-------- Given data

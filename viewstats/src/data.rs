// Copyright Amazon.com, Inc. or its affiliates. All Rights Reserved.
// SPDX-License-Identifier: Apache-2.0

//! Running statistics kept for each row of a view.
//!
//! Every accumulator updates in constant memory. Samples are folded in as they arrive and then
//! forgotten, apart from the most recent exemplar per distribution bucket.

use std::{collections::BTreeMap, sync::Arc, time::SystemTime};

/// Key/value annotations attached to a recording, kept on distribution exemplars.
pub type Attachments = BTreeMap<String, String>;

/// A representative sample retained for a distribution bucket.
#[derive(Debug, Clone, PartialEq)]
pub struct Exemplar {
    /// The sampled value
    pub value: f64,
    /// Attachments recorded with the sample
    pub attachments: Attachments,
    /// When the sample was recorded
    pub timestamp: SystemTime,
}

/// Number of values recorded
#[derive(Debug, Clone, PartialEq, Eq)]
pub struct CountData {
    /// The count
    pub value: i64,
}

/// Running total of recorded values
#[derive(Debug, Clone, PartialEq)]
pub struct SumData {
    /// The total
    pub value: f64,
    /// Time of the first recorded value
    pub start: SystemTime,
}

/// The most recently recorded value
#[derive(Debug, Clone, PartialEq)]
pub struct LastValueData {
    /// The value
    pub value: f64,
}

/// Histogram plus summary statistics.
#[derive(Debug, Clone, PartialEq)]
pub struct DistributionData {
    /// Number of recorded values
    pub count: i64,
    /// Smallest recorded value
    pub min: f64,
    /// Largest recorded value
    pub max: f64,
    /// Mean of recorded values
    pub mean: f64,
    /// Sum of squared deviations from the mean
    pub sum_of_squared_dev: f64,
    /// Non-cumulative count per bucket, one more entry than there are bounds
    pub count_per_bucket: Vec<i64>,
    /// Most recent sample per bucket that carried attachments
    pub exemplars_per_bucket: Vec<Option<Exemplar>>,
    /// Bucket upper bounds, shared with the view
    pub bounds: Arc<[f64]>,
    /// Time of the first recorded value
    pub start: SystemTime,
}

impl DistributionData {
    pub(crate) fn new(bounds: &[f64], start: SystemTime) -> Self {
        Self {
            count: 0,
            min: 0.0,
            max: 0.0,
            mean: 0.0,
            sum_of_squared_dev: 0.0,
            count_per_bucket: vec![0; bounds.len() + 1],
            exemplars_per_bucket: vec![None; bounds.len() + 1],
            bounds: bounds.into(),
            start,
        }
    }

    /// Sum of recorded values
    pub fn sum(&self) -> f64 {
        self.mean * self.count as f64
    }

    /// Sample variance, 0 when fewer than two values were recorded
    pub fn variance(&self) -> f64 {
        if self.count <= 1 {
            0.0
        } else {
            self.sum_of_squared_dev / (self.count - 1) as f64
        }
    }

    // Number of bounds strictly below `value`.
    fn bucket_index(&self, value: f64) -> usize {
        self.bounds.partition_point(|b| *b < value)
    }

    fn add(&mut self, value: f64, attachments: &Attachments, timestamp: SystemTime) {
        if self.count == 0 {
            self.min = value;
            self.max = value;
        } else {
            self.min = self.min.min(value);
            self.max = self.max.max(value);
        }
        self.count += 1;
        let delta = value - self.mean;
        self.mean += delta / self.count as f64;
        self.sum_of_squared_dev += delta * (value - self.mean);

        let idx = self.bucket_index(value);
        self.count_per_bucket[idx] += 1;
        if !attachments.is_empty() {
            self.exemplars_per_bucket[idx] = Some(Exemplar {
                value,
                attachments: attachments.clone(),
                timestamp,
            });
        }
    }
}

/// Accumulator state of one row.
#[derive(Debug, Clone, PartialEq)]
pub enum AggregationData {
    /// See [`CountData`]
    Count(CountData),
    /// See [`SumData`]
    Sum(SumData),
    /// See [`LastValueData`]
    LastValue(LastValueData),
    /// See [`DistributionData`]
    Distribution(DistributionData),
}

impl AggregationData {
    /// Fold one recorded value into the state.
    pub fn add(&mut self, value: f64, attachments: &Attachments, timestamp: SystemTime) {
        match self {
            Self::Count(c) => c.value += 1,
            Self::Sum(s) => s.value += value,
            Self::LastValue(l) => l.value = value,
            Self::Distribution(d) => d.add(value, attachments, timestamp),
        }
    }
}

----------------

▶ [Task directions] Return all of the data above, keeping every line exactly as it appears.

▶ [Answer to this task]
filename viewstats/src/data.rs
// Copyright Amazon.com, Inc. or its affiliates. All Rights Reserved.
// SPDX-License-Identifier: Apache-2.0

//! Running statistics kept for each row of a view.
//!
//! Every accumulator updates in constant memory. Samples are folded in as they arrive and then
//! forgotten, apart from the most recent exemplar per distribution bucket.

use std::{collections::BTreeMap, sync::Arc, time::SystemTime};

/// Key/value annotations attached to a recording, kept on distribution exemplars.
pub type Attachments = BTreeMap<String, String>;

/// A representative sample retained for a distribution bucket.
#[derive(Debug, Clone, PartialEq)]
pub struct Exemplar {
    /// The sampled value
    pub value: f64,
    /// Attachments recorded with the sample
    pub attachments: Attachments,
    /// When the sample was recorded
    pub timestamp: SystemTime,
}

/// Number of values recorded
#[derive(Debug, Clone, PartialEq, Eq)]
pub struct CountData {
    /// The count
    pub value: i64,
}

/// Running total of recorded values
#[derive(Debug, Clone, PartialEq)]
pub struct SumData {
    /// The total
    pub value: f64,
    /// Time of the first recorded value
    pub start: SystemTime,
}

/// The most recently recorded value
#[derive(Debug, Clone, PartialEq)]
pub struct LastValueData {
    /// The value
    pub value: f64,
}

/// Histogram plus summary statistics.
#[derive(Debug, Clone, PartialEq)]
pub struct DistributionData {
    /// Number of recorded values
    pub count: i64,
    /// Smallest recorded value
    pub min: f64,
    /// Largest recorded value
    pub max: f64,
    /// Mean of recorded values
    pub mean: f64,
    /// Sum of squared deviations from the mean
    pub sum_of_squared_dev: f64,
    /// Non-cumulative count per bucket, one more entry than there are bounds
    pub count_per_bucket: Vec<i64>,
    /// Most recent sample per bucket that carried attachments
    pub exemplars_per_bucket: Vec<Option<Exemplar>>,
    /// Bucket upper bounds, shared with the view
    pub bounds: Arc<[f64]>,
    /// Time of the first recorded value
    pub start: SystemTime,
}

impl DistributionData {
    pub(crate) fn new(bounds: &[f64], start: SystemTime) -> Self {
        Self {
            count: 0,
            min: 0.0,
            max: 0.0,
            mean: 0.0,
            sum_of_squared_dev: 0.0,
            count_per_bucket: vec![0; bounds.len() + 1],
            exemplars_per_bucket: vec![None; bounds.len() + 1],
            bounds: bounds.into(),
            start,
        }
    }

    /// Sum of recorded values
    pub fn sum(&self) -> f64 {
        self.mean * self.count as f64
    }

    /// Sample variance, 0 when fewer than two values were recorded
    pub fn variance(&self) -> f64 {
        if self.count <= 1 {
            0.0
        } else {
            self.sum_of_squared_dev / (self.count - 1) as f64
        }
    }

    // Number of bounds strictly below `value`.
    fn bucket_index(&self, value: f64) -> usize {
        self.bounds.partition_point(|b| *b < value)
    }

    fn add(&mut self, value: f64, attachments: &Attachments, timestamp: SystemTime) {
        if self.count == 0 {
            self.min = value;
            self.max = value;
        } else {
            self.min = self.min.min(value);
            self.max = self.max.max(value);
        }
        self.count += 1;
        let delta = value - self.mean;
        self.mean += delta / self.count as f64;
        self.sum_of_squared_dev += delta * (value - self.mean);

        let idx = self.bucket_index(value);
        self.count_per_bucket[idx] += 1;
        if !attachments.is_empty() {
            self.exemplars_per_bucket[idx] = Some(Exemplar {
                value,
                attachments: attachments.clone(),
                timestamp,
            });
        }
    }
}

/// Accumulator state of one row.
#[derive(Debug, Clone, PartialEq)]
pub enum AggregationData {
    /// See [`CountData`]
    Count(CountData),
    /// See [`SumData`]
    Sum(SumData),
    /// See [`LastValueData`]
    LastValue(LastValueData),
    /// See [`DistributionData`]
    Distribution(DistributionData),
}

impl AggregationData {
    /// Fold one recorded value into the state.
    pub fn add(&mut self, value: f64, attachments: &Attachments, timestamp: SystemTime) {
        match self {
            Self::Count(c) => c.value += 1,
            Self::Sum(s) => s.value += value,
            Self::LastValue(l) => l.value = value,
            Self::Distribution(d) => d.add(value, attachments, timestamp),
        }
    }
}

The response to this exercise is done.